If you are running a dental or medical practice and you are still relying on one or two lenders to handle your patient financing, I want to walk you through what that is actually costing you. Not in abstract terms — in patients who left your chair without getting the treatment they needed, and revenue that quietly walked out your door.
I have spent the better part of a decade in medical and dental finance, and I have watched this pattern repeat itself across hundreds of practices.
A treatment coordinator presents financing, the patient applies, and if that one lender declines them, the conversation is over. Or best case scenario, the coordinator tries a second lender. But often another Prime Lending option that has much the same “buy box” as the first. Maybe they don’t even bother. Either way, a patient who needed care goes without it and a practice that could have grown its revenue did not.
There is a better way. It is called an aggregator model, and it changes the outcome for the patient, the practice, and the lender.

One Application. Every Lender. The Best Offer.
The core idea is simple. Instead of a patient applying to one lender and hoping, they submit a single application that is evaluated across multiple lenders — at every tier of the credit spectrum. Prime lenders. Near-prime lenders. Subprime lenders. The platform's logic then surfaces the best offer available for that patient, given their credit profile.
This matters because credit is not binary. A patient who does not qualify with a prime lender may qualify beautifully with a near-prime lender at a rate that still works for them. A patient with a more challenged credit history may still find an option in the subprime tier. The goal is to have coverage at each tier — ideally one or two strong lenders per band — so that the widest possible range of patients sees a "Congratulations" screen when they apply.

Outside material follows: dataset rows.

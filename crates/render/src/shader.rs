use crate::ShaderError;
use std::collections::BTreeMap;

/// Provides shader source text by logical name.
pub trait ShaderSource {
    fn load_shader(&self, name: &str) -> Result<String, ShaderError>;
}

/// In-memory sources keyed by name.
impl ShaderSource for BTreeMap<String, String> {
    fn load_shader(&self, name: &str) -> Result<String, ShaderError> {
        self.get(name)
            .cloned()
            .ok_or_else(|| ShaderError::NotFound(name.to_string()))
    }
}

#[cfg(test)]
mod tests {
    use super::*;

    #[test]
    fn map_source_reports_missing_names() {
        let mut sources = BTreeMap::new();
        sources.insert("base".to_string(), "// wgsl".to_string());
        assert_eq!(sources.load_shader("base").unwrap(), "// wgsl");
        assert!(matches!(
            sources.load_shader("fancy"),
            Err(ShaderError::NotFound(name)) if name == "fancy"
        ));
    }
}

For example, in the platform I work with today, I routinely see offer rates between 85% and 95% in an industry like Ortho. That means up to 95 out of 100 patients who apply receive an offer. Compare that to a single-lender approach where you might approve 40% to 60% of applicants on a good day, and the difference becomes impossible to ignore.
What Typically Happens Without an Aggregator
In most practices I encounter, the financing workflow looks something like this: the treatment coordinator presents one or two prime lenders. If the patient is declined, they might try a second prime lender. If they are declined again, the conversation usually ends there.
The problem is that sending a patient to two or three prime lenders in succession is not just inefficient — it can actually hurt the patient. Some lenders still use hard credit inquiries in a short window can lower their credit score and reduce their chances of qualifying with anyone. You have not helped them. You have made things harder for them.
An aggregator solves this by submitting one application using only lenders that leverage a “soft inquiry” to evaluate credit and then letting the platform intelligently route across lenders behind the scenes. The patient's credit is only impacted if they choose to move forward. The logic does the work. The best available offer comes forward.
The Training Problem — and Why It Matters More Than You Think
Here is something that rarely gets talked about: the biggest barrier to patient financing is not the credit. It is the treatment coordinator.
I do not mean that as a criticism. I mean it as a structural observation. When a practice is working with three or four different lenders, that means three or four different portals, three or four different applications, three or four sets of processes and approval flows. Asking a treatment coordinator — who is also managing schedules, handling patient questions, coordinating with the clinical team, and doing a dozen other things — to master all of that is asking too much.
What typically happens is one of two things. Either the coordinator learns one lender well and defaults to it for everyone, missing the patients who might have qualified elsewhere. Or they become so uncertain about the process that they stop proactively offering financing at all. Both outcomes are bad for the patient and bad for the practice.
An aggregator changes this entirely. One portal. One application. One process to learn. When a treatment coordinator knows exactly what to do and feels confident doing it, they offer financing more consistently. When they offer financing more consistently, more patients hear about it. When more patients hear about it, more patients apply. And when more patients apply through a platform with strong offer rates, more patients get approved.
That chain of events — confidence leading to consistency leading to volume leading to approvals — is where the real growth is hiding in most dental practices.
Everyone Wins
I want to be clear that the aggregator model is not just good for practices. It is good for patients, and it is good for lenders.
For patients, it means they are treated with dignity. They apply once. They get the best offer available to them. They are not bounced between portals or hit with multiple hard inquiries. They leave the practice knowing they have a real path to getting the care they need.
For lenders, it means they are matched to the patients who fit their credit box — not force-fit into approvals they were never built to handle. A subprime lender gets subprime applicants. A prime lender gets prime applicants. Everyone is working in their lane, and the quality of paper reflects that.
And for the practice, the math is straightforward. More approvals mean more case acceptance. More case acceptance means more revenue. More revenue means a healthier practice that can invest in its team, its technology, and its patients.
The dental practices that figure this out first will have a significant advantage over those that do not. The question is not whether the aggregator model works. I have seen the numbers. It works. The question is how long you are willing to wait before you give your patients — and your practice — the benefit of it.